El Costa famoso, pero siempre fracasado y rondado por la angustia, no cejó en sus empeños apostólicos. Llama la atención su percepción sobre la maldición que para Aragón era la emigración de sus hijos: pero no la de quienes iban al extranjero a ganarse el pan, que también, sino de los emigrantes que eran los niños aragoneses y españoles precozmente muertos, muy numerosos por la gran miseria de tantas familias. "Acaso sea –escribió en 1905– que Zaragoza, que Murcia, que Madrid no eran su patria, sino su destierro, y que al morirse no es que emigren, sino que se repatrian. De lo contrario, nos apresuraríamos á cerrarle la salida con los sabidos candados: aire, sol, agua, instrucción, abrigo, despensa, alcantarillado, jabón…".
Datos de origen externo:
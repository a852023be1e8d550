//! Console tables for facility listings and radius results.

use std::io::{self, Write};

use radiusos_core::{FacilityRecord, Table};
use radiusos_geocode::SearchOutcome;

const NAME_WIDTH: usize = 32;

/// Truncates `value` to [`NAME_WIDTH`] characters, marking the cut with `...`.
fn clip(value: &str) -> String {
    if value.chars().count() > NAME_WIDTH {
        format!("{}...", value.chars().take(NAME_WIDTH - 3).collect::<String>())
    } else {
        value.to_owned()
    }
}

fn fmt_degrees(value: Option<f64>) -> String {
    value.map_or_else(|| "-".to_owned(), |v| format!("{v:.5}"))
}

fn place(record: &FacilityRecord) -> String {
    match (&record.city, &record.state) {
        (Some(city), Some(state)) => format!("{city}, {state}"),
        (Some(only), None) | (None, Some(only)) => only.clone(),
        (None, None) => String::new(),
    }
}

/// Writes every record, locatable or not, in input order.
pub(crate) fn write_listing<W: Write>(out: &mut W, table: &Table) -> io::Result<()> {
    if table.records.is_empty() {
        writeln!(out, "no facilities in input")?;
        return Ok(());
    }

    writeln!(
        out,
        "{:<34}{:<24}{:>11}{:>12}",
        "FACILITY", "LOCATION", "LATITUDE", "LONGITUDE"
    )?;
    for record in &table.records {
        writeln!(
            out,
            "{:<34}{:<24}{:>11}{:>12}",
            clip(&record.name),
            place(record),
            fmt_degrees(record.latitude),
            fmt_degrees(record.longitude)
        )?;
    }
    writeln!(
        out,
        "{} of {} facilities located",
        table.locatable_count(),
        table.records.len()
    )
}

/// Writes ranked results, nearest first.
pub(crate) fn write_results<W: Write>(out: &mut W, outcome: &SearchOutcome<'_>) -> io::Result<()> {
    let query = &outcome.query;
    let point = query.search_point;

    if outcome.results.is_empty() {
        return writeln!(
            out,
            "no facilities within {} mi of ({:.5}, {:.5})",
            query.radius_miles, point.latitude, point.longitude
        );
    }

    writeln!(
        out,
        "{} facilities within {} mi of ({:.5}, {:.5})",
        outcome.results.len(),
        query.radius_miles,
        point.latitude,
        point.longitude
    )?;
    writeln!(out, "{:>4}  {:<34}{:>10}  ADDRESS", "#", "FACILITY", "MILES")?;
    for (i, result) in outcome.results.iter().enumerate() {
        writeln!(
            out,
            "{:>4}  {:<34}{:>10.2}  {}",
            i + 1,
            clip(&result.record.name),
            result.distance_miles,
            result.record.address.as_deref().unwrap_or("")
        )?;
    }
    Ok(())
}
Pueden concluir estas pinceladas con su respuesta a la petición de recomendaciones para exámenes u oposiciones. La tenía impresa, con espacios en blanco para el nombre del solicitante. Era larga, una especie de bronca monumental y justiciera que, para horror del peticionario, concluía de este modo inmisericorde (y muy apropiado): "Así, manifiesto á Ud. [miembro del tribunal] que vería con gusto que al opositor N. y N. le fuese rebajado un razonable número de puntos en castigo de su poca fe y de la ofensa que infiere a sus jueces" por la insolencia de pedirme una carta que le favorezca en la atribución de calificaciones. ¿Cómo iban a quererlo?

¿Cómo no iba a ser popular y famoso, por raro, por tonante, por infatigable, por irreductible? También esta frase es suya, en una carta a su amigo Ciges: "Ninguno de los libros editados por mi cuenta ha cubierto gastos". Con lo que dijo mucho.

La fama de Costa no fue mundial, pero en España hubo quien lo idolatró. Tampoco cayeron bien, en sus días, Marcial, Servet, Gracián, Goya, Buñuel, Sender... Impertinentes. Para pensarlo, ¿no?